Britain’s “Big Cat” Conundrum

Thinkstock
Thinkstock | Thinkstock

Thinking of the wild English countryside might conjure up images of manor houses, green fields, and secret gardens; lions, tigers, and bears are from a different kind of story—but that's not actually so, according to a recent discovery by a team of researchers. The team analyzed the skeleton and mounted skin of a previously unidentified animal in the basement of the Bristol Museum and Art Gallery and have found it to be a Canadian lynx, a cousin to housecats and cheetahs and tigers—oh my.

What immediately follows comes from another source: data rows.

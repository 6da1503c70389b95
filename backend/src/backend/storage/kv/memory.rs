use std::collections::BTreeMap;
use std::sync::{Mutex, PoisonError};

use super::quota_check;
use crate::backend::storage::traits::{KeyValueStorage, StorageError};

/// In-memory key/value store; contents are lost when the process exits
#[derive(Debug, Default)]
pub struct MemoryStorage {
    items: Mutex<BTreeMap<String, String>>,
    quota_bytes: Option<usize>,
}

impl MemoryStorage {
    pub fn new() -> Self {
        Self::default()
    }

    /// Create a store that refuses writes once keys + values exceed `quota_bytes`
    pub fn with_quota(quota_bytes: usize) -> Self {
        Self { items: Mutex::new(BTreeMap::new()), quota_bytes: Some(quota_bytes) }
    }

    /// Bytes currently used (keys plus values)
    pub fn used_bytes(&self) -> usize {
        let items = self.items.lock().unwrap_or_else(PoisonError::into_inner);
        items.iter().map(|(k, v)| k.len() + v.len()).sum()
    }
}

impl KeyValueStorage for MemoryStorage {
    fn get_item(&self, key: &str) -> Result<Option<String>, StorageError> {
        let items = self.items.lock().unwrap_or_else(PoisonError::into_inner);
        Ok(items.get(key).cloned())
    }

    fn set_item(&self, key: &str, value: &str) -> Result<(), StorageError> {
        let mut items = self.items.lock().unwrap_or_else(PoisonError::into_inner);

        if let Some(quota) = self.quota_bytes {
            let used: usize = items
                .iter()
                .filter(|(k, _)| k.as_str() != key)
                .map(|(k, v)| k.len() + v.len())
                .sum();
            quota_check(key, key.len() + value.len(), used, quota)?;
        }

        items.insert(key.to_string(), value.to_string());
        Ok(())
    }

    fn remove_item(&self, key: &str) -> Result<(), StorageError> {
        let mut items = self.items.lock().unwrap_or_else(PoisonError::into_inner);
        items.remove(key);
        Ok(())
    }

    fn keys(&self) -> Result<Vec<String>, StorageError> {
        let items = self.items.lock().unwrap_or_else(PoisonError::into_inner);
        Ok(items.keys().cloned().collect())
    }

    fn clear(&self) -> Result<(), StorageError> {
        let mut items = self.items.lock().unwrap_or_else(PoisonError::into_inner);
        items.clear();
        Ok(())
    }
}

A previous curator of the Bristol Museum had mislabeled the specimen as a Eurasian lynx, a close-but-not-quite-right identifier for the species of “big cat.” The records also indicated that the museum had acquired the animal’s body in the early 1900s, after a Devonshire landowner shot the creature for having killed two of his dogs—a surprisingly domestic end for an animal more likely to be found roaming in dense forests under the cover of deep snow.

The Canadian lynx obviously isn’t a species native to Britain, so how did it get there if not by boat or plane? British big cats are something of an anomaly to begin with: Reports come in every so often of one having been sighted in the wild, despite the impossibility of any natural animal migration to the island, but the Bristol Museum’s long-dead specimen is one of the only definitive cases subjected to scientific scrutiny. One hypothesis traces the surge in non-native species like various big cats to the time of the Dangerous Wild Animals Act of 1976, passed when the worrying trend of imported exotic pets threatened to infringe on public safety. That is, traveling by boat or plane may be exactly how Canadian lynxes got to England. Spooked by the threat of regulation and hefty fines, owners then irresponsibly released foreign creatures into the British wild.

The museum’s lynx acquisition, however, dates from 1903—proof that big cats have roamed English soil for over a century, long before the 1976 law might have convinced tiger-owners to set their pets free. The origins of Britain’s big cats, and Bristol’s one Canadian lynx, remain a mystery.